Do a big water change.
Next, you do need to do one of three things. Adding salt, as your problem is nitrite poisoning, not ammonia at this stage, is one possibility. Salt is the recommended alleviator for brown blood disease which is the common name for nitrite poisoning.
Brown blood disease occurs in fish when water contains high nitrite concentrations. Nitrite enters the bloodstream through the gills and turns the blood to a chocolate-brown color. Hemoglobin, which transports oxygen in the blood, combines with nitrite to form methemoglobin, which is incapable of oxygen transport. Brown blood cannot carry sufficient amounts of oxygen, and affected fish can suffocate despite adequate oxygen concentration in
the water. This accounts for the gasping behavior often observed in fish with brown blood disease, even when oxygen levels are relatively high........
Sodium chloride (common salt, NaCl) is used to “treat” brown blood disease. Calcium chloride can also be used but is typically more expensive. The chloride portion of salt competes with nitrite for absorption through the gills........
from
https/www.google.com/url?sa=t&rct=j&q=&esrc=s&source=web&cd=7&cad=rja&ved=0CGEQFjAG&url=https%3A%2F%2Fsrac.tamu.edu%2Findex.cfm%2Fevent%2FgetFactSheet%2Fwhichfactsheet%2F110%2F&ei=YcfeUe-hHLa34APjyICgBA&usg=AFQjCNGBzzMg5b9TUwF127-tY8CSSSgSMQ&bvm=bv.48705608,d.dmg
If nitrite is present, a water change should be performed. If the fish species in the tank will tolerate increased salinity, salt can be added to the aquarium to increase the level of chloride in the water. Chloride levels should be at least six times greater than nitrite levels. Chloride prevents the uptake of nitrite by the fish's blood thus eliminating the effects of brown blood disease. However, the addition of salt/chloride does not remove nitrite from the system, and the source of the nitrite must be controlled.
from
http/florida-agriculture.com/consumers/recreation/aquafish/qual_nitrocycle.html
The article specifies that you know the Cl- concentration in your water in order to calculate the amount you have to add. Very few of us keep track of that...
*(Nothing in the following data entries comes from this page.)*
//! Cities and the pairwise distance table.

/// A city location in the plane.
#[derive(Debug, Clone, Copy, PartialEq)]
#[cfg_attr(feature = "serde", derive(serde::Serialize, serde::Deserialize))]
pub struct Point {
    pub x: f64,
    pub y: f64,
}

impl Point {
    pub fn new(x: f64, y: f64) -> Self {
        Self { x, y }
    }

    /// Euclidean distance to `other`.
    pub fn distance_to(&self, other: &Point) -> f64 {
        (self.x - other.x).hypot(self.y - other.y)
    }
}

/// Precomputed symmetric Euclidean distances between every pair of cities.
///
/// Stored row-major in a single allocation; `distance(i, j)` is an O(1)
/// lookup. Built once per run and never mutated.
#[derive(Debug, Clone)]
pub struct DistanceMatrix {
    n: usize,
    data: Vec<f64>,
}

impl DistanceMatrix {
    /// Builds the full N×N table from a list of points.
    pub fn from_points(points: &[Point]) -> Self {
        let n = points.len();
        let mut data = vec![0.0; n * n];
        for i in 0..n {
            for j in (i + 1)..n {
                let d = points[i].distance_to(&points[j]);
                data[i * n + j] = d;
                data[j * n + i] = d;
            }
        }
        Self { n, data }
    }

    /// Number of cities.
    pub fn len(&self) -> usize {
        self.n
    }

    pub fn is_empty(&self) -> bool {
        self.n == 0
    }

    /// Distance between city `i` and city `j`.
    ///
    /// # Panics
    /// Panics if either index is out of range.
    #[inline]
    pub fn distance(&self, i: usize, j: usize) -> f64 {
        assert!(i < self.n && j < self.n, "city index out of range");
        self.data[i * self.n + j]
    }
}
OK True, but I think it's reasonably safe to assume it is zero in most instances. The amount required to achieve 100ppm (100mg/l) Cl- in a 800L (200gl) tank is 100mg/L*800L*1/0.66 (0.66 is the mass percentage that Salt is of Cl-). This works out to about 14g, or one tablespoon. Aquarium salt is typically added in dosages of 40X this much. The reason that article suggests you calculate it that way is they are talking about millions of gallons. A few extra Tonnes of salt is a big added cost, so taking the existing Cl- into account is important.
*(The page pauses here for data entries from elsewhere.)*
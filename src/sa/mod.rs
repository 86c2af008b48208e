//! Simulated annealing for the Traveling Salesman Problem.
//!
//! A single tour is improved by reversing random segments of its path
//! (a 2-opt move on the closed cycle). Worse tours are accepted with a
//! probability that shrinks as the temperature cools geometrically, which
//! lets the search leave local optima early in the run.
//!
//! # Key Types
//!
//! - [`SaConfig`]: Temperature, cooling rate and iteration budget
//! - [`SaRunner`]: Executes the annealing loop
//! - [`SaResult`]: Best tour with move statistics
//! - [`Reversal`]: The segment-reversal neighbourhood move
//!
//! # References
//!
//! - Kirkpatrick, Gelatt & Vecchi (1983), "Optimization by Simulated Annealing"
//! - Cerny (1985), "Thermodynamical Approach to the Travelling Salesman Problem"

mod config;
mod neighbor;
mod runner;

pub use config::SaConfig;
pub use neighbor::Reversal;
pub use runner::{SaResult, SaRunner};
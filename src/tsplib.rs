//! Minimal TSPLIB reader for `NODE_COORD_SECTION` instances.
//!
//! Only the parts needed for 2-D Euclidean instances are understood:
//! `DIMENSION` (either `DIMENSION: n` or `DIMENSION n`), the coordinate
//! section, and `EOF`. Every other header line is ignored.

use crate::error::{Result, TspError};
use crate::geometry::Point;
use std::fs;
use std::path::Path;

/// Reads and parses a TSPLIB file.
pub fn read_tsplib<P: AsRef<Path>>(path: P) -> Result<Vec<Point>> {
    let text = fs::read_to_string(path)?;
    parse_tsplib(&text)
}

/// Parses TSPLIB text into points indexed from 0.
///
/// Coordinate lines are `index x y`. Index `i` (1-based) fills slot
/// `i - 1`; indices outside `1..=DIMENSION` and lines with fewer than
/// three fields are skipped. Slots never mentioned stay at the origin.
/// Input without a coordinate section yields no points.
///
/// # Errors
/// [`TspError::Parse`] on a coordinate section without a prior
/// `DIMENSION`, or on a numeric field that does not parse.
pub fn parse_tsplib(text: &str) -> Result<Vec<Point>> {
    let mut dimension: Option<usize> = None;
    let mut points: Vec<Point> = Vec::new();
    let mut in_coords = false;

    for (lineno, raw) in text.lines().enumerate() {
        let line = raw.trim();
        let line_no = lineno + 1;
        if line.is_empty() {
            continue;
        }

        if in_coords {
            if line.starts_with("EOF") {
                break;
            }
            let fields: Vec<&str> = line.split_whitespace().collect();
            if fields.len() < 3 {
                continue;
            }
            let idx: usize = parse_field(fields[0], line_no, "node index")?;
            let x: f64 = parse_field(fields[1], line_no, "x coordinate")?;
            let y: f64 = parse_field(fields[2], line_no, "y coordinate")?;
            if (1..=points.len()).contains(&idx) {
                points[idx - 1] = Point::new(x, y);
            }
            continue;
        }

        if let Some(rest) = line.strip_prefix("DIMENSION") {
            let value = rest.trim_start().trim_start_matches(':').trim();
            let n: usize = parse_field(value, line_no, "DIMENSION")?;
            dimension = Some(n);
            points = vec![Point::new(0.0, 0.0); n];
        } else if line.starts_with("NODE_COORD_SECTION") {
            if dimension.is_none() {
                return Err(TspError::Parse {
                    line: line_no,
                    message: "NODE_COORD_SECTION before DIMENSION".into(),
                });
            }
            in_coords = true;
        }
    }

    if !in_coords {
        return Ok(Vec::new());
    }
    Ok(points)
}

fn parse_field<T: std::str::FromStr>(field: &str, line: usize, what: &str) -> Result<T> {
    field.parse().map_err(|_| TspError::Parse {
        line,
        message: format!("invalid {what}: {field:?}"),
    })
}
from a site for which the forum rules do not allow me post a URL- sorry.
But you should be able to calculate how much salt to add for a tank your size. However, 1st you must know the ppm of nitrite in your tank. As you want at least 6 times the ppm of salt as there is nitrite. You will need a test kit for this or have a really savvy stores to help. The common nitrite kits for the hobby do not read high enough and often a diluted test is needed. Use the above formula and change the 800L to the L for your tank. Also 1 mg/L = 1 ppm.
A second possibility is to turn to Prime by SeaChem or Amquel+ by Kordon, both are dechlors which also supposedly detoxify nitrite and nitrate. These will also slow down your cycling, but will likely let it complete very slowly with the fish staying alive.
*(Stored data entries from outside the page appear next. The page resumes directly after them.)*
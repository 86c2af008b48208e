//! Tour representation and identity.
//!
//! A [`Tour`] visits every city exactly once and returns home. City 0 is a
//! fixed anchor: it is never stored, so the stored path is a permutation
//! of `1..n` and the closed cycle is `0 → path[0] → … → path[last] → 0`.
//!
//! [`canonical_key`] turns a cyclic ordering into a [`CanonicalKey`] that
//! ignores the starting offset. Tours are keyed by their closed cycle so
//! that equal keys always mean equal lengths.

mod key;

pub use key::{canonical_key, CanonicalKey, SEPARATOR};

use crate::geometry::DistanceMatrix;
use crate::random::shuffle;
use rand::Rng;

/// The implicit start and end city of every tour.
pub const ANCHOR: usize = 0;

/// A candidate solution: an ordering of the non-anchor cities plus its
/// cached length.
///
/// The length starts out as `f64::INFINITY` and only becomes meaningful
/// after evaluation. Anything that changes the path must be followed by a
/// fresh evaluation.
#[derive(Debug, Clone, PartialEq)]
pub struct Tour {
    path: Vec<usize>,
    length: f64,
}

impl Tour {
    /// Wraps a path. The tour is unevaluated.
    pub fn new(path: Vec<usize>) -> Self {
        Self {
            path,
            length: f64::INFINITY,
        }
    }

    /// Creates a uniformly random tour over `num_cities` cities.
    pub fn random<R: Rng>(num_cities: usize, rng: &mut R) -> Self {
        let mut path: Vec<usize> = (1..num_cities).collect();
        shuffle(&mut path, rng);
        Self::new(path)
    }

    /// The visiting order, anchor excluded.
    pub fn path(&self) -> &[usize] {
        &self.path
    }

    pub(crate) fn path_mut(&mut self) -> &mut [usize] {
        &mut self.path
    }

    /// Cached length of the closed cycle.
    pub fn length(&self) -> f64 {
        self.length
    }

    pub fn set_length(&mut self, length: f64) {
        self.length = length;
    }

    /// Whether a length has been assigned since construction.
    pub fn is_evaluated(&self) -> bool {
        self.length.is_finite()
    }

    /// Resets the cached length after the path changed.
    pub(crate) fn invalidate(&mut self) {
        self.length = f64::INFINITY;
    }

    /// Cache identity of this tour's closed cycle `[ANCHOR] + path`.
    ///
    /// The anchor is the smallest city, so the canonical rotation is the
    /// cycle as stored. Rotating `path` itself changes the cycle and
    /// therefore the key: `[1, 2, 3]` and `[2, 3, 1]` are different tours.
    /// Only rotations of the closed cycle share a key, and those all have
    /// the same length.
    pub fn key(&self) -> CanonicalKey {
        let mut cycle = Vec::with_capacity(self.path.len() + 1);
        cycle.push(ANCHOR);
        cycle.extend_from_slice(&self.path);
        canonical_key(&cycle)
    }

    /// Directed edges of the closed cycle, starting and ending at the anchor.
    ///
    /// A single-city tour yields the one self-loop `(0, 0)`.
    pub fn edges(&self) -> impl Iterator<Item = (usize, usize)> + '_ {
        let from = std::iter::once(ANCHOR).chain(self.path.iter().copied());
        let to = self.path.iter().copied().chain(std::iter::once(ANCHOR));
        from.zip(to)
    }

    /// Sums distances along `0 → path… → 0` without touching any cache.
    pub fn closed_length(&self, matrix: &DistanceMatrix) -> f64 {
        self.edges().map(|(a, b)| matrix.distance(a, b)).sum()
    }

    /// Whether the path is a permutation of `1..num_cities`.
    pub fn is_valid_for(&self, num_cities: usize) -> bool {
        if self.path.len() + 1 != num_cities.max(1) {
            return false;
        }
        let mut seen = vec![false; num_cities];
        self.path.iter().all(|&c| {
            if c == ANCHOR || c >= num_cities || seen[c] {
                return false;
            }
            seen[c] = true;
            true
        })
    }
}

#[cfg(test)]
mod tests {
    use super::*;
    use crate::geometry::Point;
    use crate::random::create_rng;

    fn square() -> DistanceMatrix {
        DistanceMatrix::from_points(&[
            Point::new(0.0, 0.0),
            Point::new(1.0, 0.0),
            Point::new(1.0, 1.0),
            Point::new(0.0, 1.0),
        ])
    }

    #[test]
    fn test_new_is_unevaluated() {
        let t = Tour::new(vec![1, 2, 3]);
        assert!(!t.is_evaluated());
        assert_eq!(t.length(), f64::INFINITY);
    }

    #[test]
    fn test_random_is_valid() {
        let mut rng = create_rng(42);
        for n in 1..30 {
            let t = Tour::random(n, &mut rng);
            assert!(t.is_valid_for(n), "invalid random tour for n={n}: {t:?}");
        }
    }

    #[test]
    fn test_closed_length_square() {
        let dm = square();
        let perimeter = Tour::new(vec![1, 2, 3]);
        assert!((perimeter.closed_length(&dm) - 4.0).abs() < 1e-12);

        let crossed = Tour::new(vec![2, 1, 3]);
        let expected = 2.0 + 2.0 * 2f64.sqrt();
        assert!((crossed.closed_length(&dm) - expected).abs() < 1e-12);
    }

    #[test]
    fn test_single_city_tour() {
        let dm = DistanceMatrix::from_points(&[Point::new(3.0, 4.0)]);
        let t = Tour::new(vec![]);
        assert!(t.is_valid_for(1));
        assert_eq!(t.closed_length(&dm), 0.0);
    }

    #[test]
    fn test_edges_close_the_cycle() {
        let t = Tour::new(vec![2, 1, 3]);
        let edges: Vec<_> = t.edges().collect();
        assert_eq!(edges, vec![(0, 2), (2, 1), (1, 3), (3, 0)]);
        assert_eq!(Tour::new(vec![]).edges().collect::<Vec<_>>(), vec![(0, 0)]);
    }

    #[test]
    fn test_key_includes_anchor() {
        let t = Tour::new(vec![3, 1, 2]);
        assert_eq!(t.key().as_str(), "0,3,1,2");
    }

    #[test]
    fn test_distinct_lengths_get_distinct_keys() {
        // [1,2,3] and [2,3,1] are rotations of each other as bare paths,
        // but their closed cycles through the anchor differ in length.
        let dm = square();
        let a = Tour::new(vec![1, 2, 3]);
        let b = Tour::new(vec![2, 3, 1]);
        assert_ne!(a.closed_length(&dm), b.closed_length(&dm));
        assert_ne!(a.key(), b.key());
    }

    #[test]
    fn test_is_valid_rejects_bad_paths() {
        assert!(!Tour::new(vec![1, 1, 3]).is_valid_for(4));
        assert!(!Tour::new(vec![0, 1, 2]).is_valid_for(4));
        assert!(!Tour::new(vec![1, 2]).is_valid_for(4));
        assert!(!Tour::new(vec![1, 2, 4]).is_valid_for(4));
        assert!(Tour::new(vec![3, 1, 2]).is_valid_for(4));
    }
}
No matter what, you must take immediate action to help the fish. The 1st and fastest is to change 75% of the water and then decide whether you want to do the salt addition or the chemical alternative. Do not do both at the same time unless you try one of the chemicals and it doesn't appear to do the trick. Then try the salt, or vice versa. Do not wait after the water change to either begin to add salt or to purchase one of the two products.
A third possibility is to find either Tetra Safe Start or Dr Tim's One and Only Nitrifying Bacteria and add them to your tank ASAP. These are live nitrifying bacteria which will go to work pretty fast fixing your problem. If you choose this route,
Do Not Add An Overdose of the two mentioned dechlors. They will work against the bacteria being added. The amount of salt you might also want to use should not be sufficient to effect the nitrifying bacteria. It is important that you do the big water change of 75% before you add a bacterial supplement as high ammonia or nitrite levels can kill them. You can also try to borrow cycled media from local stores or fish keepers, but this will be less reliable in terms of knowing what you are getting compared the the two bottled products. Cycled media may be difficult to find fast.
One last observation, salt is not wanted long term in fresh water tanks. The only way salt is removed from a tank is via water changes.